Die Bundesregierung erteilt Altkanzler Gerhard Schröder (SPD) eine klare Absage: Als Vermittler im Konflikt zwischen Russland und der Ukraine sieht Berlin ihn nicht.

heute 12:10 Uhr | 3 mal gelesen

Der Regierungssprecher Stefan Kornelius stellte am Montag gegenüber der dts Nachrichtenagentur unmissverständlich klar: 'Russland weiß genau, wer für europäische Vermittlungsinitiativen zuständig ist.' Obwohl offen bleibt, welche Personen konkret gemeint sind, betont Kornelius, dass es ein fest umrissenes diplomatisches Umfeld gibt und diese Struktur nicht willkürlich geöffnet wird. Mit anderen Worten: Es wird keine Einzelgänge oder Alleingänge geben – schon gar nicht von jemandem wie dem umstrittenen Altkanzler Gerhard Schröder, der ohnehin durch seine engen Verbindungen nach Moskau politisch belastet ist. Die Bundesregierung beteuert, auch weiterhin an Friedensbemühungen beteiligt zu bleiben, betont aber, dass Europa einen legitimen Anteil an etwaigen Verhandlungen beansprucht – und dass es letztlich an Russland liegt, diese Rolle Europas anzuerkennen. Wie schon vor Wochen öffentlich dargelegt, seien die Rahmenbedingungen für Verhandlungen hinreichend klar geäußert. Jetzt liege der Ball in Moskaus Spielfeld: Man warte auf glaubwürdige Annäherungssignale – bislang Fehlanzeige.

Die Bundesregierung hat am Montag bekräftigt, dass Ex-Kanzler Gerhard Schröder nicht in die Vermittlungsmissionen im Ukraine-Konflikt eingebunden werden soll, was auch angesichts seiner historischen Nähe zu Russland für viele wenig überraschend ist. Deutschland sieht sich gemeinsam mit den europäischen Partnern in einer festen Rolle, will jedoch keine Einzelinitiativen riskieren.
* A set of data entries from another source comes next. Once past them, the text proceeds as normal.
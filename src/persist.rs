use crate::{
    error::Result,
    ids::SectionId,
    material::Material,
    section::{Chunk, ProcessedSection},
    store::{DocumentChunk, DocumentSection, SectionDb},
    vector_store::{SectionMetadata, VectorStore},
};

/// What happened to the parts of one processed section.
#[derive(Debug, Clone, Copy, Default, PartialEq, Eq)]
pub struct PersistOutcome {
    pub parts_saved: usize,
    pub parts_failed: usize,
    pub chunks_saved: usize,
}

impl PersistOutcome {
    /// Every part was stored and registered.
    pub fn is_complete(&self) -> bool {
        self.parts_failed == 0 && self.parts_saved > 0
    }
}

/// Store every part of `section` and register it with the vector store.
///
/// Parts are handled independently: a failing part is logged and counted,
/// and its siblings are still attempted.
pub fn persist_section(
    db: &SectionDb,
    vectors: &dyn VectorStore,
    material: &Material,
    section: &ProcessedSection,
) -> PersistOutcome {
    let part_count = section.part_count();
    let mut outcome = PersistOutcome::default();

    if let Err(e) = remove_stale_parts(db, vectors, &material.doc_id, section) {
        tracing::warn!(
            doc_id = %material.doc_id,
            section_id = %section.section_id,
            error = %e,
            "failed to remove stale section parts"
        );
    }

    for (i, part) in section.parts().enumerate() {
        match persist_part(db, vectors, material, part, i + 1, part_count) {
            Ok(chunks) => {
                outcome.parts_saved += 1;
                outcome.chunks_saved += chunks;
            }
            Err(e) => {
                tracing::warn!(
                    doc_id = %material.doc_id,
                    section_id = %part.section_id,
                    error = %e,
                    "failed to persist section part"
                );
                outcome.parts_failed += 1;
            }
        }
    }

    outcome
}

/// Remove saved parts of the same TOC entry that `section` no longer
/// produces, such as `sec_NNN_embedpartN` records left over after the
/// section shrank below the ceiling.
fn remove_stale_parts(
    db: &SectionDb,
    vectors: &dyn VectorStore,
    doc_id: &str,
    section: &ProcessedSection,
) -> Result<usize> {
    let Some(toc_index) =
        SectionId::parse(&section.section_id).map(|id| id.toc_index())
    else {
        return Ok(0);
    };
    let produced: Vec<&str> =
        section.parts().map(|p| p.section_id.as_str()).collect();

    let mut removed = 0;
    for id in db.list_section_ids(doc_id)? {
        let same_entry = SectionId::parse(&id)
            .is_some_and(|parsed| parsed.toc_index() == toc_index);
        if !same_entry || produced.contains(&id.as_str()) {
            continue;
        }
        db.remove_section(doc_id, &id)?;
        vectors.remove_section(doc_id, &id)?;
        tracing::debug!(doc_id, section_id = %id, "removed stale section part");
        removed += 1;
    }
    Ok(removed)
}

fn persist_part(
    db: &SectionDb,
    vectors: &dyn VectorStore,
    material: &Material,
    part: &ProcessedSection,
    part_index: usize,
    part_count: usize,
) -> Result<usize> {
    let record = document_section(material, part, part_index, part_count);
    db.upsert_section(&record)?;

    let chunks: Vec<DocumentChunk> = part
        .chunks
        .iter()
        .map(|chunk| document_chunk(&material.doc_id, chunk))
        .collect();
    db.replace_section_chunks(&material.doc_id, &part.section_id, &chunks)?;

    let metadata = SectionMetadata {
        doc_id: material.doc_id.clone(),
        subject_id: material.subject_id.clone(),
        title: part.clean_title.clone(),
        path: part.path.clone(),
        page_start: part.page_start,
        page_end: part.page_end,
    };
    let vector_id =
        vectors.add_section(&part.section_id, &part.content, &metadata)?;
    db.set_section_vector_id(&material.doc_id, &part.section_id, &vector_id)?;

    Ok(chunks.len())
}

/// The stored form of one part. The vector id is attached separately once
/// registration succeeds.
pub fn document_section(
    material: &Material,
    part: &ProcessedSection,
    part_index: usize,
    part_count: usize,
) -> DocumentSection {
    DocumentSection {
        doc_id: material.doc_id.clone(),
        section_id: part.section_id.clone(),
        title: part.title.clone(),
        clean_title: part.clean_title.clone(),
        path: part.path.clone(),
        level: part.level,
        page_start: part.page_start,
        page_end: part.page_end,
        char_start: part.char_start,
        char_end: part.char_end,
        content: part.content.clone(),
        parent_section_id: part.parent_section_id.clone(),
        semantic_type: part.semantic_type.clone(),
        part_index,
        part_count,
        subject_id: material.subject_id.clone(),
        faculty_id: material.faculty_id.clone(),
        department_id: material.department_id.clone(),
        year: material.year,
        vector_id: None,
    }
}

pub fn document_chunk(doc_id: &str, chunk: &Chunk) -> DocumentChunk {
    DocumentChunk {
        doc_id: doc_id.to_string(),
        chunk_id: chunk.chunk_id.clone(),
        section_id: chunk.section_id.clone(),
        title: chunk.title.clone(),
        path: chunk.path.clone(),
        page: chunk.page,
        paragraph_idx: chunk.paragraph_idx,
        char_start: chunk.char_start,
        char_end: chunk.char_end,
        content: chunk.content.clone(),
    }
}

#[cfg(test)]
pub(crate) mod tests {
    use std::cell::RefCell;

    use super::*;
    use crate::{
        chunk_index::ChunkHit,
        chunking::ChunkingConfig,
        error::Error,
        extract::{PageLayout, extract_section},
        material::{PageText, TocSection},
        section::{SectionSource, build_processed_section},
        store::tests::{material, test_db},
    };

    /// Vector store that records registrations and fails for chosen
    /// section ids.
    #[derive(Default)]
    pub(crate) struct RecordingStore {
        pub fail_for: Vec<String>,
        pub added: RefCell<Vec<String>>,
        pub removed: RefCell<Vec<String>>,
    }

    impl VectorStore for RecordingStore {
        fn add_section(
            &self,
            section_id: &str,
            _content: &str,
            _metadata: &SectionMetadata,
        ) -> Result<String> {
            if self.fail_for.iter().any(|id| id == section_id) {
                return Err(Error::VectorStore("unavailable".to_string()));
            }
            self.added.borrow_mut().push(section_id.to_string());
            Ok(format!("vec_{section_id}"))
        }

        fn remove_section(
            &self,
            _doc_id: &str,
            section_id: &str,
        ) -> Result<bool> {
            self.removed.borrow_mut().push(section_id.to_string());
            Ok(true)
        }

        fn search_similar_chunks(
            &self,
            _query: &str,
            _candidates: &[DocumentChunk],
            _limit: usize,
        ) -> Result<Vec<ChunkHit>> {
            Ok(Vec::new())
        }
    }

    fn split_section() -> ProcessedSection {
        let text = "Rečenica o mrežama i protokolima.\n\n".repeat(900);
        let layout = PageLayout::new(vec![PageText::new(1, text)]);
        let toc = TocSection::new("Mreže", 1, 1);
        let range = extract_section(&toc, &layout).unwrap();
        build_processed_section(
            SectionSource {
                toc_index: 2,
                toc: &toc,
                path: "3",
                range: &range,
            },
            &layout,
            &ChunkingConfig::default(),
        )
    }

    #[test]
    fn saves_every_part_with_vector_ids() {
        let (_tmp, db) = test_db();
        let vectors = RecordingStore::default();
        let section = split_section();
        assert_eq!(section.part_count(), 4);

        let outcome =
            persist_section(&db, &vectors, &material("m1", "s1"), &section);

        assert!(outcome.is_complete());
        assert_eq!(outcome.parts_saved, 4);
        assert_eq!(outcome.chunks_saved, section.chunk_count());

        let saved = db.list_sections("m1").unwrap();
        assert_eq!(saved.len(), 4);
        assert_eq!(saved[0].part_index, 1);
        assert_eq!(saved[3].part_count, 4);
        assert_eq!(saved[0].subject_id, "s1");
        assert_eq!(saved[0].faculty_id.as_deref(), Some("etf"));
        assert_eq!(
            saved[2].vector_id.as_deref(),
            Some("vec_sec_002_embedpart3")
        );
        assert_eq!(db.list_chunks("m1").unwrap().len(), section.chunk_count());
    }

    #[test]
    fn failed_registration_does_not_stop_siblings() {
        let (_tmp, db) = test_db();
        let vectors = RecordingStore {
            fail_for: vec!["sec_002_embedpart2".to_string()],
            ..Default::default()
        };
        let section = split_section();

        let outcome =
            persist_section(&db, &vectors, &material("m1", "s1"), &section);

        assert!(!outcome.is_complete());
        assert_eq!(outcome.parts_failed, 1);
        assert_eq!(outcome.parts_saved, 3);
        assert_eq!(vectors.added.borrow().len(), 3);

        let failed = db
            .get_section("m1", "sec_002_embedpart2")
            .unwrap()
            .unwrap();
        assert!(failed.vector_id.is_none());
    }

    fn single_section(toc_index: usize) -> ProcessedSection {
        let text = "Rečenica o mrežama i protokolima.\n\n".repeat(20);
        let layout = PageLayout::new(vec![PageText::new(1, text)]);
        let toc = TocSection::new("Mreže", 1, 1);
        let range = extract_section(&toc, &layout).unwrap();
        build_processed_section(
            SectionSource {
                toc_index,
                toc: &toc,
                path: "3",
                range: &range,
            },
            &layout,
            &ChunkingConfig::default(),
        )
    }

    #[test]
    fn unsplit_rerun_drops_old_parts() {
        let (_tmp, db) = test_db();
        let vectors = RecordingStore::default();
        let m = material("m1", "s1");
        persist_section(&db, &vectors, &m, &split_section());
        persist_section(&db, &vectors, &m, &single_section(1));

        let section = single_section(2);
        assert_eq!(section.part_count(), 1);
        let outcome = persist_section(&db, &vectors, &m, &section);

        assert!(outcome.is_complete());
        assert_eq!(db.list_section_ids("m1").unwrap(), ["sec_001", "sec_002"]);
        assert!(
            db.list_chunks("m1")
                .unwrap()
                .iter()
                .all(|c| !c.section_id.contains("embedpart"))
        );
        assert_eq!(
            *vectors.removed.borrow(),
            [
                "sec_002_embedpart1",
                "sec_002_embedpart2",
                "sec_002_embedpart3",
                "sec_002_embedpart4"
            ]
        );
    }

    #[test]
    fn split_rerun_drops_old_single_part() {
        let (_tmp, db) = test_db();
        let vectors = RecordingStore::default();
        let m = material("m1", "s1");
        persist_section(&db, &vectors, &m, &single_section(2));

        persist_section(&db, &vectors, &m, &split_section());

        let ids = db.list_section_ids("m1").unwrap();
        assert_eq!(ids.len(), 4);
        assert!(ids.iter().all(|id| id.starts_with("sec_002_embedpart")));
        assert_eq!(*vectors.removed.borrow(), ["sec_002"]);
    }

    #[test]
    fn rerun_overwrites_instead_of_duplicating() {
        let (_tmp, db) = test_db();
        let vectors = RecordingStore::default();
        let section = split_section();
        let m = material("m1", "s1");

        persist_section(&db, &vectors, &m, &section);
        persist_section(&db, &vectors, &m, &section);

        assert_eq!(db.list_sections("m1").unwrap().len(), 4);
        assert_eq!(db.list_chunks("m1").unwrap().len(), section.chunk_count());
    }
}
Inzwischen bleibt der diplomatische Kurs auf Rückkopplung mit den europäischen Alliierten ausgerichtet. Laut aktuellen Medienberichten werden Stimmen innerhalb der EU jedoch zunehmend ungeduldig: Europa drängt auf greifbare Signale aus Moskau, während der Westen klare Bedingungen an Waffenschweigen und Verhandlungstische koppelt. In Hintergrundanalysen wird zudem diskutiert, ob Russland überhaupt zu ernsthaften Gesprächen bereit ist oder die deutsche Position schlicht ignoriert.